Search the listing below for the word "crate", and copy every line in which it turns up.
──────
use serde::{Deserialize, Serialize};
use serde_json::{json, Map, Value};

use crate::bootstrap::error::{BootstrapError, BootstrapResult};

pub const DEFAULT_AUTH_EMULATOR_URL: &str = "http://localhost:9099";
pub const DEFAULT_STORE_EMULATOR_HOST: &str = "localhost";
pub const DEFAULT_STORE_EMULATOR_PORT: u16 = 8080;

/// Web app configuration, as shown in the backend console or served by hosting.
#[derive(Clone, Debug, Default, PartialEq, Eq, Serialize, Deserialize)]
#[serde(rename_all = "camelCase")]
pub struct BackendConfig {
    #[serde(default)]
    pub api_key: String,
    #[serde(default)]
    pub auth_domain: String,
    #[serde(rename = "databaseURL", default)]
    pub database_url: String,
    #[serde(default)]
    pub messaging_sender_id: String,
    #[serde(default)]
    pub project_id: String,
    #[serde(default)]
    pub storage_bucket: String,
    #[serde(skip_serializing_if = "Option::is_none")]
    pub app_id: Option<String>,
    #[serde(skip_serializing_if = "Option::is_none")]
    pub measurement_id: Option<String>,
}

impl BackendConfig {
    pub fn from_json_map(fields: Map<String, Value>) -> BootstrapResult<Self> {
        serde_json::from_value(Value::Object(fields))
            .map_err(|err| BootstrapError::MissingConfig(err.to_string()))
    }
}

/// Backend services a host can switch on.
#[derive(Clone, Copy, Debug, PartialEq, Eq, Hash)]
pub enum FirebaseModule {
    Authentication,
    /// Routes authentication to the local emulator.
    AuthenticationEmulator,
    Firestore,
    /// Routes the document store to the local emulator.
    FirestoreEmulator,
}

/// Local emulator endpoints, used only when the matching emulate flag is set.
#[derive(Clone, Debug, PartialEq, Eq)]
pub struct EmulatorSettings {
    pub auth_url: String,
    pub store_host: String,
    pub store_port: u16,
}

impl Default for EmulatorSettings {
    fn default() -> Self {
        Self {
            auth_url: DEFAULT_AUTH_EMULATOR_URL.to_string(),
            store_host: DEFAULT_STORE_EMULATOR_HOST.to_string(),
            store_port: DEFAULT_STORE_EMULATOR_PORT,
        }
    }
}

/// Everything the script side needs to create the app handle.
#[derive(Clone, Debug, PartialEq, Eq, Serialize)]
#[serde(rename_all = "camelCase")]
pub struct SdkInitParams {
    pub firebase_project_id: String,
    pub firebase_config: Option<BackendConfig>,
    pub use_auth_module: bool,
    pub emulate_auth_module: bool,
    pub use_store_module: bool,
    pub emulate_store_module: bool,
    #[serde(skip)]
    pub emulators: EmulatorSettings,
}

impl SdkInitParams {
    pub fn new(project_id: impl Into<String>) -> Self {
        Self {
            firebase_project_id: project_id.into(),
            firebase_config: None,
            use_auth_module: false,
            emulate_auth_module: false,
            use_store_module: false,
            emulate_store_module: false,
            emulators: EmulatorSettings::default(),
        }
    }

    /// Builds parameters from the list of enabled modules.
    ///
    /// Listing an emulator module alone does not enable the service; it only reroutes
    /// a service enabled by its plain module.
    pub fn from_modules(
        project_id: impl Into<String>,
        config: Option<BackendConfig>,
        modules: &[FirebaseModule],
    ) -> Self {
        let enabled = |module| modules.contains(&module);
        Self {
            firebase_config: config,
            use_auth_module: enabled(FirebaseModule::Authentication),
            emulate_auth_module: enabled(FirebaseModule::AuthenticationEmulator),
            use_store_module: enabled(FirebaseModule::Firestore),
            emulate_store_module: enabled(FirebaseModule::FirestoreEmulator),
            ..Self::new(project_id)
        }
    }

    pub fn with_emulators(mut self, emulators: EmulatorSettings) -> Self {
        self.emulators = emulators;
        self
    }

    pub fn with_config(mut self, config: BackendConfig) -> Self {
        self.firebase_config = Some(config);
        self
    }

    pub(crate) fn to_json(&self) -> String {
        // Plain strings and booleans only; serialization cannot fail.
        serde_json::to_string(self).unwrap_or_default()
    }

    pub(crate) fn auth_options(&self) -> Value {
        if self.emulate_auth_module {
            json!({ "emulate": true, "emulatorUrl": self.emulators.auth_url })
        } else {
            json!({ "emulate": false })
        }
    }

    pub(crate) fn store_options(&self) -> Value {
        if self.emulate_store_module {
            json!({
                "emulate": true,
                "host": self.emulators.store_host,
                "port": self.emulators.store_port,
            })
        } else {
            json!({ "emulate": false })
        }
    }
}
──────
*Exercise answer*
use crate::bootstrap::error::{BootstrapError, BootstrapResult};
    pub(crate) fn to_json(&self) -> String {
    pub(crate) fn auth_options(&self) -> Value {
    pub(crate) fn store_options(&self) -> Value {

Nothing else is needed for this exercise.